## TASK ITEM
Your answer should be the lines below from the one with "use crate::models::caller::CallerContext;" to the one with "view: impl FnOnce(Uuid, &WizardController)", both included, given again exactly and with nothing added.
━━━━━ SOURCE MATERIAL
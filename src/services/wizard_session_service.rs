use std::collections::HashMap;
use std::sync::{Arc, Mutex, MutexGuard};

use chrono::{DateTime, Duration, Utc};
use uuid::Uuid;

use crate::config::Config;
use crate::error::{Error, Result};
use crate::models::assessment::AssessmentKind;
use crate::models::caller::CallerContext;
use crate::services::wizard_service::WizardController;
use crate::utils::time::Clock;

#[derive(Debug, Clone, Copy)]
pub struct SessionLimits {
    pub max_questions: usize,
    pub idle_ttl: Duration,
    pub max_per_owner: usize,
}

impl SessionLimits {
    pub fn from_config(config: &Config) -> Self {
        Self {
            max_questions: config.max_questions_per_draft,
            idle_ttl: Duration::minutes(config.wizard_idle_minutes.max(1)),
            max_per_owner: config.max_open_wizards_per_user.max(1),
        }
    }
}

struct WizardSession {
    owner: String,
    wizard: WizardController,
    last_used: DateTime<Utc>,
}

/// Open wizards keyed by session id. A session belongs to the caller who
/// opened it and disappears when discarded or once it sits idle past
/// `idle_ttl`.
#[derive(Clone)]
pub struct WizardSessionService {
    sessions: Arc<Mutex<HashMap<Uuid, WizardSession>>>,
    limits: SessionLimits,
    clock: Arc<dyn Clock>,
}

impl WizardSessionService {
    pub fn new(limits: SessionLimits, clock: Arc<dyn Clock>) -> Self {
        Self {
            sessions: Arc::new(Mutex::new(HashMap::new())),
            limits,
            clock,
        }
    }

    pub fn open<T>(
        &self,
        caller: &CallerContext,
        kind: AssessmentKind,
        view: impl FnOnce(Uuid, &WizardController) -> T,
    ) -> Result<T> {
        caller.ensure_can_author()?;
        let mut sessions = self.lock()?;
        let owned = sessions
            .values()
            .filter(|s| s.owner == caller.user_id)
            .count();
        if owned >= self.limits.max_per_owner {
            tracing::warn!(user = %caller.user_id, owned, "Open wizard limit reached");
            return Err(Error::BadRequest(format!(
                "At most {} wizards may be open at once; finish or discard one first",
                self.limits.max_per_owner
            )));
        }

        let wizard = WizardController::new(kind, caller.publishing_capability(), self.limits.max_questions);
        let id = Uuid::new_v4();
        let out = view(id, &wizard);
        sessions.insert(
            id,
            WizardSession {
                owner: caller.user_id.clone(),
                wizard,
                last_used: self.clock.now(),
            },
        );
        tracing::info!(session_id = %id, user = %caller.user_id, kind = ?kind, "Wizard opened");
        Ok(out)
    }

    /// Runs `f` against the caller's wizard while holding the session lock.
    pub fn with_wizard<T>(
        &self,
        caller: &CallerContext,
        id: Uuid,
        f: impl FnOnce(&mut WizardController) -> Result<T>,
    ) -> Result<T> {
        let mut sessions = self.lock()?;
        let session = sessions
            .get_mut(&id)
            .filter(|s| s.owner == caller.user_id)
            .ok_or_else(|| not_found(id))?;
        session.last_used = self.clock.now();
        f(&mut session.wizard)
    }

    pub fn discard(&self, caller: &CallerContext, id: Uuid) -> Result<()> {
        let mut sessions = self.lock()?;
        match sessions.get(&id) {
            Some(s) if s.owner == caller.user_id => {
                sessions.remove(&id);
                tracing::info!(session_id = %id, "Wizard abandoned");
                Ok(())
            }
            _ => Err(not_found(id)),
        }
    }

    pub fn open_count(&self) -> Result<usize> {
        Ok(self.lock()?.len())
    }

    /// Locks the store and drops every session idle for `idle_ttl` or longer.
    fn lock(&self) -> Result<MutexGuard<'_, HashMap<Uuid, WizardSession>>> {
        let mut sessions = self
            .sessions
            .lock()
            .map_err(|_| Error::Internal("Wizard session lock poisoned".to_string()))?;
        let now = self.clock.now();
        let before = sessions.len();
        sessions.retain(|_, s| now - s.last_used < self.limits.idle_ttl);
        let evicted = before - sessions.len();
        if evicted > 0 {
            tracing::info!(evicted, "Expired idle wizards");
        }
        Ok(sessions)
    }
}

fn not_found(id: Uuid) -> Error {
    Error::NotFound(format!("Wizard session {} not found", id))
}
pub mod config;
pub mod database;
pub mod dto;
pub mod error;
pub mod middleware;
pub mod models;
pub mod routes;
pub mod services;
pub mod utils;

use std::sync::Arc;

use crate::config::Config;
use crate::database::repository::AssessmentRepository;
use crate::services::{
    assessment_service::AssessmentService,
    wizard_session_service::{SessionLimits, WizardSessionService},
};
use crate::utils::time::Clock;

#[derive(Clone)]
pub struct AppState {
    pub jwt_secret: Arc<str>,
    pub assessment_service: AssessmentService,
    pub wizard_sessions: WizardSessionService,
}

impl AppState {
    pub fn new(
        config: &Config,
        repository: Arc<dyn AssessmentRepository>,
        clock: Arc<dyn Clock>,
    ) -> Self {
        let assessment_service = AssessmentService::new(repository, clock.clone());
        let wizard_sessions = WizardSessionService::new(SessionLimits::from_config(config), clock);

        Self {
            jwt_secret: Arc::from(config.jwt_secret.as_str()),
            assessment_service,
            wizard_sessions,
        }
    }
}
━━━━━━━━━━
## TASK OUTPUT
use crate::models::caller::CallerContext;
use crate::services::wizard_service::WizardController;
use crate::utils::time::Clock;

#[derive(Debug, Clone, Copy)]
pub struct SessionLimits {
    pub max_questions: usize,
    pub idle_ttl: Duration,
    pub max_per_owner: usize,
}

impl SessionLimits {
    pub fn from_config(config: &Config) -> Self {
        Self {
            max_questions: config.max_questions_per_draft,
            idle_ttl: Duration::minutes(config.wizard_idle_minutes.max(1)),
            max_per_owner: config.max_open_wizards_per_user.max(1),
        }
    }
}

struct WizardSession {
    owner: String,
    wizard: WizardController,
    last_used: DateTime<Utc>,
}

/// Open wizards keyed by session id. A session belongs to the caller who
/// opened it and disappears when discarded or once it sits idle past
/// `idle_ttl`.
#[derive(Clone)]
pub struct WizardSessionService {
    sessions: Arc<Mutex<HashMap<Uuid, WizardSession>>>,
    limits: SessionLimits,
    clock: Arc<dyn Clock>,
}

impl WizardSessionService {
    pub fn new(limits: SessionLimits, clock: Arc<dyn Clock>) -> Self {
        Self {
            sessions: Arc::new(Mutex::new(HashMap::new())),
            limits,
            clock,
        }
    }

    pub fn open<T>(
        &self,
        caller: &CallerContext,
        kind: AssessmentKind,
        view: impl FnOnce(Uuid, &WizardController) -> T,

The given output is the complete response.